QuestionPoint is a service that was developed by the Library of
Congress and OCLC Online Computer Library Center. QuestionPoint
helps libraries work together to provide authoritative answers to
reference questions. If staff at the Weinberg Library is unable
or unavailable to answer it, the question can be sent to experts
at another library,
even if those experts are across the country
or around the world. Ninety-five U.S. libraries are currently participating
in the program and over 100 libraries outside of the U.S. have signed
on as well. If, for example, a student at the University of Scranton
has a detailed question about New Zealand, they could actually get
an answer from an expert in New Zealand.
Public Services staff
recently completed an all-day training session
on QuestionPoint. Weinberg librarians were given an overview of
the service, and then participated in hands-on chat, traditional
email reference, and the opportunity to read the questions that
had been answered and logged onto the system since its inception.

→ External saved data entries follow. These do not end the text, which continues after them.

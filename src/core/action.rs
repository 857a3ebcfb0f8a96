//! Throw representation: target + multiplier.
//!
//! A `Throw` is the single input the scoring engine accepts. A
//! `ThrowRecord` adds who threw it and when, for the session's throw log.

use serde::{Deserialize, Serialize};
use std::fmt;

use super::board::{CricketNumber, Multiplier, Target};
use super::error::BoardError;
use super::player::PlayerId;

/// One dart.
///
/// ```
/// use dart_cricket::core::{Multiplier, Target, Throw};
///
/// let triple_twenty = Throw::new(Target::number(20).unwrap(), Multiplier::Triple);
/// assert_eq!(triple_twenty.to_string(), "Triple 20");
///
/// let parsed = Throw::parse("bull", "2").unwrap();
/// assert_eq!(parsed, Throw::new(Target::bull(), Multiplier::Double));
/// ```
#[derive(Clone, Copy, Debug, PartialEq, Eq, Hash, Serialize, Deserialize)]
pub struct Throw {
    pub target: Target,
    pub multiplier: Multiplier,
}

impl Throw {
    #[must_use]
    pub const fn new(target: Target, multiplier: Multiplier) -> Self {
        Self { target, multiplier }
    }

    /// A single on `target`.
    #[must_use]
    pub const fn single(target: Target) -> Self {
        Self::new(target, Multiplier::Single)
    }

    /// A throw on a cricket number.
    #[must_use]
    pub const fn cricket(number: CricketNumber, multiplier: Multiplier) -> Self {
        Self::new(Target::Cricket(number), multiplier)
    }

    /// A single Miss.
    #[must_use]
    pub const fn miss() -> Self {
        Self::single(Target::Miss)
    }

    /// Parse untrusted target and multiplier text.
    pub fn parse(target: &str, multiplier: &str) -> Result<Self, BoardError> {
        Ok(Self::new(target.parse()?, multiplier.parse()?))
    }
}

impl fmt::Display for Throw {
    fn fmt(&self, f: &mut fmt::Formatter<'_>) -> fmt::Result {
        match self.target {
            Target::Miss if self.multiplier == Multiplier::Single => write!(f, "Miss"),
            target => write!(f, "{} {}", self.multiplier, target),
        }
    }
}

/// A throw with the context it was made in.
#[derive(Clone, Copy, Debug, PartialEq, Eq, Serialize, Deserialize)]
pub struct ThrowRecord {
    /// The player who threw.
    pub player: PlayerId,

    pub throw: Throw,

    /// Round the throw was made in.
    pub round: u32,

    /// Position within the player's turn (0-2).
    pub throw_in_turn: u8,
}

impl ThrowRecord {
    #[must_use]
    pub fn new(player: PlayerId, throw: Throw, round: u32, throw_in_turn: u8) -> Self {
        Self {
            player,
            throw,
            round,
            throw_in_turn,
        }
    }
}
//! Python bindings for the dart-cricket scoring engine.
//!
//! # Quick Start
//!
//! ```python
//! import dart_cricket as dc
//!
//! session = dc.GameSession()
//! session.start_game(["Ann", "Bob"])
//!
//! session.submit_throw(dc.Throw("20", 3))
//! session.undo()
//!
//! marks = session.marks_numpy()  # uint8 array, [players, 7]
//! ```

use pyo3::prelude::*;

mod py_core;
mod py_session;

pub use py_core::*;
pub use py_session::*;

/// dart_cricket: point-transfer Cricket scoring with undo.
#[pymodule]
fn dart_cricket(m: &Bound<'_, PyModule>) -> PyResult<()> {
    m.add_class::<PyThrow>()?;
    m.add_class::<PyGameSession>()?;

    Ok(())
}
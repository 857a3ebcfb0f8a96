//! Undo history.
//!
//! Every throw pushes a snapshot of the state it is about to change.
//! Undo pops the latest snapshot and the session restores it wholesale.
//! Snapshots are values, so nothing done to the live state afterwards can
//! alter them.

mod stack;

pub use stack::{HistoryEntry, HistoryStack};
//! Session lifecycle and undo tests.

use dart_cricket::core::{
    CricketNumber, GameConfig, Multiplier, PlayerId, SessionError, Target, Throw, UndoPolicy,
};
use dart_cricket::session::GameSession;

fn session_with(config: GameConfig, names: &[&str]) -> GameSession {
    let mut session = GameSession::new(config);
    session.start_game(names).unwrap();
    session
}

// =============================================================================
// Undo
// =============================================================================

/// Throw then undo restores the exact pre-throw players and pointers.
#[test]
fn test_undo_same_step() {
    let mut session = session_with(GameConfig::default(), &["A", "B", "C"]);
    for throw in [
        Throw::cricket(CricketNumber::Twenty, Multiplier::Double),
        Throw::single(Target::Open(9)),
        Throw::cricket(CricketNumber::Twenty, Multiplier::Triple),
        Throw::single(Target::bull()),
    ] {
        session.submit_throw(throw).unwrap();
    }
    let before = session.state().unwrap().clone();

    session
        .submit_throw(Throw::cricket(CricketNumber::Twenty, Multiplier::Triple))
        .unwrap();
    let after = session.undo().unwrap();

    assert_eq!(after.players, before.players);
    assert_eq!(after.current_player, before.current_player);
    assert_eq!(after.throw_count, before.throw_count);
    assert_eq!(after.round, before.round);
}

/// Undo walks back through every throw in order.
#[test]
fn test_undo_to_start() {
    let mut session = session_with(GameConfig::default(), &["A", "B"]);
    let initial = session.state().unwrap().clone();

    for _ in 0..7 {
        session.submit_throw(Throw::single(Target::Open(4))).unwrap();
    }
    for _ in 0..7 {
        session.undo().unwrap();
    }

    let state = session.state().unwrap();
    assert_eq!(state.players, initial.players);
    assert_eq!(state.current_player, initial.current_player);
    assert_eq!(state.throw_count, 0);
    assert_eq!(state.round, 1);
    assert_eq!(session.history_len(), 0);

    // One more is a no-op
    let again = session.undo().unwrap().clone();
    assert_eq!(&again, session.state().unwrap());
}

/// Undo crossing a turn boundary hands the turn back.
#[test]
fn test_undo_across_turn_boundary() {
    let mut session = session_with(GameConfig::default(), &["A", "B"]);
    for _ in 0..3 {
        session.submit_throw(Throw::miss()).unwrap();
    }
    assert_eq!(session.state().unwrap().current_player, PlayerId::new(1));

    let state = session.undo().unwrap();
    assert_eq!(state.current_player, PlayerId::new(0));
    assert_eq!(state.throw_count, 2);
}

/// The display multiplier after undo is the one of the undone throw.
#[test]
fn test_undo_sets_display_multiplier() {
    let mut session = session_with(GameConfig::default(), &["A", "B"]);
    session.submit_throw(Throw::single(Target::Open(3))).unwrap();
    session
        .submit_throw(Throw::cricket(CricketNumber::Sixteen, Multiplier::Triple))
        .unwrap();

    let state = session.undo().unwrap();
    assert_eq!(state.last_multiplier, Some(Multiplier::Triple));
}

// =============================================================================
// total_turns after undo
// =============================================================================

/// By default undo leaves `total_turns` alone, so the round can advance
/// mid-turn after an undo.
#[test]
fn test_undo_keeps_total_turns_and_round_drifts() {
    let mut session = session_with(GameConfig::default(), &["A", "B"]);
    for _ in 0..5 {
        session.submit_throw(Throw::single(Target::Open(1))).unwrap();
    }

    let state = session.undo().unwrap();
    assert_eq!(state.total_turns, 5);
    assert_eq!(state.current_player, PlayerId::new(1));
    assert_eq!(state.throw_count, 1);

    let state = session.submit_throw(Throw::single(Target::Open(1))).unwrap();
    assert_eq!(state.total_turns, 6);
    assert_eq!(state.round, 2);
    assert_eq!(state.current_player, PlayerId::new(1));
    assert_eq!(state.throw_count, 2);
}

#[test]
fn test_restore_total_turns_keeps_rounds_aligned() {
    let config = GameConfig::new().with_undo_policy(UndoPolicy::RestoreTotalTurns);
    let mut session = session_with(config, &["A", "B"]);
    for _ in 0..5 {
        session.submit_throw(Throw::single(Target::Open(1))).unwrap();
    }

    let state = session.undo().unwrap();
    assert_eq!(state.total_turns, 4);

    let state = session.submit_throw(Throw::single(Target::Open(1))).unwrap();
    assert_eq!(state.round, 1);

    let state = session.submit_throw(Throw::single(Target::Open(1))).unwrap();
    assert_eq!(state.round, 2);
    assert_eq!(state.current_player, PlayerId::new(0));
    assert_eq!(state.throw_count, 0);
}

// =============================================================================
// Lifecycle
// =============================================================================

#[test]
fn test_restart_then_new_game() {
    let mut session = session_with(GameConfig::default(), &["A", "B"]);
    session.submit_throw(Throw::miss()).unwrap();

    session.restart();
    assert!(session.state().is_none());
    assert_eq!(
        session.submit_throw(Throw::miss()).unwrap_err(),
        SessionError::NoGameInProgress
    );

    let state = session.start_game(&["X", "", "Z"]).unwrap();
    assert_eq!(state.player_count(), 3);
    assert_eq!(state.player(PlayerId::new(1)).name, "Player 2");
    assert_eq!(state.total_turns, 0);
    assert_eq!(session.history_len(), 0);
}

#[test]
fn test_start_game_replaces_running_game() {
    let mut session = session_with(GameConfig::default(), &["A", "B"]);
    session.submit_throw(Throw::miss()).unwrap();

    session.start_game(&["C", "D"]).unwrap();

    assert_eq!(session.history_len(), 0);
    assert_eq!(session.undo().unwrap().total_turns, 0);
}

#[test]
fn test_player_range_from_config() {
    let mut session = GameSession::new(GameConfig::new().with_player_range(2, 4));

    assert_eq!(
        session.start_game(&["solo"]).unwrap_err(),
        SessionError::PlayerCount { count: 1, min: 2, max: 4 }
    );
    assert!(session.start_game(&["a", "b", "c", "d"]).is_ok());
}

#[test]
fn test_submit_input_parses_boundary_text() {
    let mut session = session_with(GameConfig::default(), &["A", "B"]);

    assert!(matches!(
        session.submit_input("21", "1"),
        Err(SessionError::Board(_))
    ));
    assert!(matches!(
        session.submit_input("bull", "x"),
        Err(SessionError::Board(_))
    ));

    let state = session.submit_input("Bull", "double").unwrap();
    assert_eq!(state.player(PlayerId::new(0)).marks.get(CricketNumber::Bull), 2);
}

#[test]
fn test_scoreboard_text() {
    let mut session = session_with(GameConfig::default(), &["Ann", "Bob"]);
    session
        .submit_throw(Throw::cricket(CricketNumber::Twenty, Multiplier::Double))
        .unwrap();

    let text = session.state().unwrap().to_string();
    assert!(text.starts_with("Round: 1, Ann, Throw 2 / 3"));
    assert!(text.contains("Ann (0)"));
    assert!(text.contains("20: ✅✅"));
}
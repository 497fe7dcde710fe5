//! Service configuration

use serde::{Deserialize, Serialize};
use std::time::Duration;

/// Configuration for the audited ledger service
#[derive(Debug, Clone, Serialize, Deserialize)]
pub struct ServiceConfig {
    /// Signer identity stamped on local registry records
    pub local_signer: String,
    /// Signer identity stamped on continental registry records
    pub continental_signer: String,
    /// Pending transactions older than this are expired and refunded
    pub pending_timeout: Duration,
    /// How often the watcher sweeps for expired transactions
    pub expiry_check_interval: Duration,
    /// Currency code stamped on transactions
    pub currency: String,
}

impl Default for ServiceConfig {
    fn default() -> Self {
        Self {
            local_signer: "node_local".to_string(),
            continental_signer: "node_continental".to_string(),
            pending_timeout: Duration::from_secs(15 * 60),
            expiry_check_interval: Duration::from_secs(60),
            currency: "CREDITS".to_string(),
        }
    }
}

#[cfg(test)]
mod tests {
    use super::*;

    #[test]
    fn test_default_pending_timeout_is_fifteen_minutes() {
        let config = ServiceConfig::default();
        assert_eq!(config.pending_timeout, Duration::from_secs(900));
        assert_eq!(config.local_signer, "node_local");
        assert_eq!(config.continental_signer, "node_continental");
    }
}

They also learned how to create their own knowledge base so that
frequently asked questions (often the type of
question from repeat
assignments) can be stored on a server and consulted when the need
arises. Although the Weinberg Library has signed on to the QuestionPoint
service, we expect that the Spring 2003 semester will serve as trial
and error, with some fine tuning to tailor the system for individual
needs. Some of the enhancements that will be available in the future
are application sharing (where the reference librarian will be able
to "push the page" onto the user's pc and demonstrate
the proper searching techniques) and streaming video, where the
reference librarian will be able to interact more fully with the
patron asking the question.
Look for more detailed information and location of the QuestionPoint
logon on the Royal News during the upcoming months.